# SUPPLIED INFORMATION:
//! Request type definitions
//!
//! Caller-facing builder requests plus the exact wire payloads the upstream
//! generation endpoints expect. Payload field names mirror the upstream API
//! and must not be renamed.

use serde::{Deserialize, Serialize};

/// Generation mode flag carried in every submission payload
#[derive(Debug, Clone, Copy, PartialEq, Eq, Serialize, Deserialize)]
#[serde(rename_all = "UPPERCASE")]
pub enum GenerationType {
    Text,
    Extend,
}

/// Metadata block nested in submission payloads
#[derive(Debug, Clone, Serialize)]
pub struct GenerationMetadata {
    pub create_mode: String,
    #[serde(skip_serializing_if = "Option::is_none")]
    pub create_session_token: Option<String>,
    #[serde(skip_serializing_if = "Option::is_none")]
    pub is_remix: Option<bool>,
}

impl GenerationMetadata {
    /// Metadata for a custom-mode submission with a fresh session token
    pub fn custom_session() -> Self {
        Self {
            create_mode: "custom".to_string(),
            create_session_token: Some(uuid::Uuid::new_v4().to_string()),
            is_remix: None,
        }
    }

    /// Metadata for a remix (stem) submission
    pub fn remix() -> Self {
        Self {
            create_mode: "custom".to_string(),
            create_session_token: None,
            is_remix: Some(true),
        }
    }
}

/// Wire payload for the standard submission endpoint.
///
/// `token` intentionally serializes as `null` when absent — the endpoint
/// distinguishes a missing challenge token from an omitted field.
#[derive(Debug, Clone, Serialize)]
pub struct GeneratePayload {
    pub make_instrumental: bool,
    pub mv: String,
    pub prompt: String,
    pub generation_type: GenerationType,
    #[serde(skip_serializing_if = "Option::is_none")]
    pub continue_at: Option<f64>,
    #[serde(skip_serializing_if = "Option::is_none")]
    pub continue_clip_id: Option<String>,
    #[serde(skip_serializing_if = "Option::is_none")]
    pub task: Option<String>,
    pub token: Option<String>,
    #[serde(skip_serializing_if = "Option::is_none")]
    pub tags: Option<String>,
    #[serde(skip_serializing_if = "Option::is_none")]
    pub title: Option<String>,
    #[serde(skip_serializing_if = "Option::is_none")]
    pub negative_tags: Option<String>,
    #[serde(skip_serializing_if = "Option::is_none")]
    pub gpt_description_prompt: Option<String>,
}

/// Wire payload for the persona-variant submission endpoint
#[derive(Debug, Clone, Serialize)]
pub struct PersonaGeneratePayload {
    pub token: Option<String>,
    pub task: String,
    pub generation_type: GenerationType,
    pub title: String,
    pub tags: String,
    pub negative_tags: String,
    pub mv: String,
    pub prompt: String,
    pub make_instrumental: bool,
    pub metadata: GenerationMetadata,
    pub override_fields: Vec<String>,
    pub persona_id: String,
    pub artist_clip_id: String,
    pub transaction_uuid: String,
}

/// Wire payload for stem generation (persona-variant endpoint, no challenge
/// token)
#[derive(Debug, Clone, Serialize)]
pub struct StemPayload {
    pub token: Option<String>,
    pub task: String,
    pub generation_type: GenerationType,
    pub title: String,
    pub tags: String,
    pub negative_tags: String,
    pub mv: String,
    pub prompt: String,
    pub make_instrumental: bool,
    pub metadata: GenerationMetadata,
    pub continue_clip_id: String,
    pub stem_type_id: u32,
    pub stem_type_group_name: String,
    pub stem_task: String,
    pub transaction_uuid: String,
}

/// Wire payload for persona creation
#[derive(Debug, Clone, Serialize)]
pub struct CreatePersonaPayload {
    pub root_clip_id: String,
    pub name: String,
    pub description: String,
    pub is_public: bool,
    pub persona_type: String,
    pub clips: Vec<String>,
    #[serde(skip_serializing_if = "Option::is_none")]
    pub vox_audio_id: Option<String>,
    #[serde(skip_serializing_if = "Option::is_none")]
    pub vocal_start_s: Option<f64>,
    #[serde(skip_serializing_if = "Option::is_none")]
    pub vocal_end_s: Option<f64>,
    #[serde(skip_serializing_if = "Option::is_none")]
    pub user_input_styles: Option<String>,
}

/// Caller-facing request for custom (lyrics + metadata) generation
#[derive(Debug, Clone)]
pub struct CustomGenerateRequest {
    pub prompt: String,
    pub tags: String,
    pub title: String,
    pub make_instrumental: bool,
    pub model: Option<String>,
    pub wait: bool,
    pub negative_tags: Option<String>,
    pub persona_id: Option<String>,
    pub artist_clip_id: Option<String>,
}

impl CustomGenerateRequest {
    /// Create a new request with the required fields
    pub fn new(
        prompt: impl Into<String>,
        tags: impl Into<String>,
        title: impl Into<String>,
    ) -> Self {
        Self {
            prompt: prompt.into(),
            tags: tags.into(),
            title: title.into(),
            make_instrumental: false,
            model: None,
            wait: false,
            negative_tags: None,
            persona_id: None,
            artist_clip_id: None,
        }
    }

    /// Generate an instrumental version
    pub fn with_instrumental(mut self, instrumental: bool) -> Self {
        self.make_instrumental = instrumental;
        self
    }

    /// Override the model version
    pub fn with_model(mut self, model: impl Into<String>) -> Self {
        self.model = Some(model.into());
        self
    }

    /// Poll the job to completion before returning
    pub fn with_wait(mut self, wait: bool) -> Self {
        self.wait = wait;
        self
    }

    /// Set style tags to avoid
    pub fn with_negative_tags(mut self, negative_tags: impl Into<String>) -> Self {
        self.negative_tags = Some(negative_tags.into());
        self
    }

    /// Sing with a persona; requires [`with_artist_clip_id`] as well
    ///
    /// [`with_artist_clip_id`]: Self::with_artist_clip_id
    pub fn with_persona_id(mut self, persona_id: impl Into<String>) -> Self {
        self.persona_id = Some(persona_id.into());
        self
    }

    /// The clip the persona was created from
    pub fn with_artist_clip_id(mut self, artist_clip_id: impl Into<String>) -> Self {
        self.artist_clip_id = Some(artist_clip_id.into());
        self
    }
}

/// Caller-facing request for extending an existing clip
#[derive(Debug, Clone)]
pub struct ExtendRequest {
    pub clip_id: String,
    pub prompt: String,
    pub continue_at: f64,
    pub tags: Option<String>,
    pub negative_tags: Option<String>,
    pub title: Option<String>,
    pub model: Option<String>,
    pub wait: bool,
}

impl ExtendRequest {
    /// Create a new request with the required fields
    pub fn new(clip_id: impl Into<String>, prompt: impl Into<String>, continue_at: f64) -> Self {
        Self {
            clip_id: clip_id.into(),
            prompt: prompt.into(),
            continue_at,
            tags: None,
            negative_tags: None,
            title: None,
            model: None,
            wait: false,
        }
    }

    /// Set style tags
    pub fn with_tags(mut self, tags: impl Into<String>) -> Self {
        self.tags = Some(tags.into());
        self
    }

    /// Set style tags to avoid
    pub fn with_negative_tags(mut self, negative_tags: impl Into<String>) -> Self {
        self.negative_tags = Some(negative_tags.into());
        self
    }

    /// Set the title
    pub fn with_title(mut self, title: impl Into<String>) -> Self {
        self.title = Some(title.into());
        self
    }

    /// Override the model version
    pub fn with_model(mut self, model: impl Into<String>) -> Self {
        self.model = Some(model.into());
        self
    }

    /// Poll the job to completion before returning
    pub fn with_wait(mut self, wait: bool) -> Self {
        self.wait = wait;
        self
    }
}

/// Caller-facing request for persona creation
#[derive(Debug, Clone)]
pub struct CreatePersonaRequest {
    pub clip_id: String,
    pub name: String,
    pub description: String,
    pub is_public: bool,
    pub vox_audio_id: Option<String>,
    pub vocal_start_s: f64,
    pub vocal_end_s: f64,
    pub user_input_styles: Option<String>,
}

impl CreatePersonaRequest {
    /// Create a new request for the given source clip and persona name
    pub fn new(clip_id: impl Into<String>, name: impl Into<String>) -> Self {
        Self {
            clip_id: clip_id.into(),
            name: name.into(),
            description: String::new(),
            is_public: false,
            vox_audio_id: None,
            vocal_start_s: 0.0,
            vocal_end_s: 30.0,
            user_input_styles: None,
        }
    }

    /// Set the persona description
    pub fn with_description(mut self, description: impl Into<String>) -> Self {
        self.description = description.into();
        self
    }

    /// Make the persona publicly visible
    pub fn with_public(mut self, is_public: bool) -> Self {
        self.is_public = is_public;
        self
    }

    /// Attach a previously extracted vox stem with its sample window
    pub fn with_vox_sample(
        mut self,
        vox_audio_id: impl Into<String>,
        start_s: f64,
        end_s: f64,
    ) -> Self {
        self.vox_audio_id = Some(vox_audio_id.into());
        self.vocal_start_s = start_s;
        self.vocal_end_s = end_s;
        self
    }

    /// Set style tags describing the voice
    pub fn with_styles(mut self, styles: impl Into<String>) -> Self {
        self.user_input_styles = Some(styles.into());
        self
    }
}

# EXERCISE PROMPT:
Every line in the records above with "variant" in it adds one to the count; give that count and nothing else.

# FINAL ANSWER:
2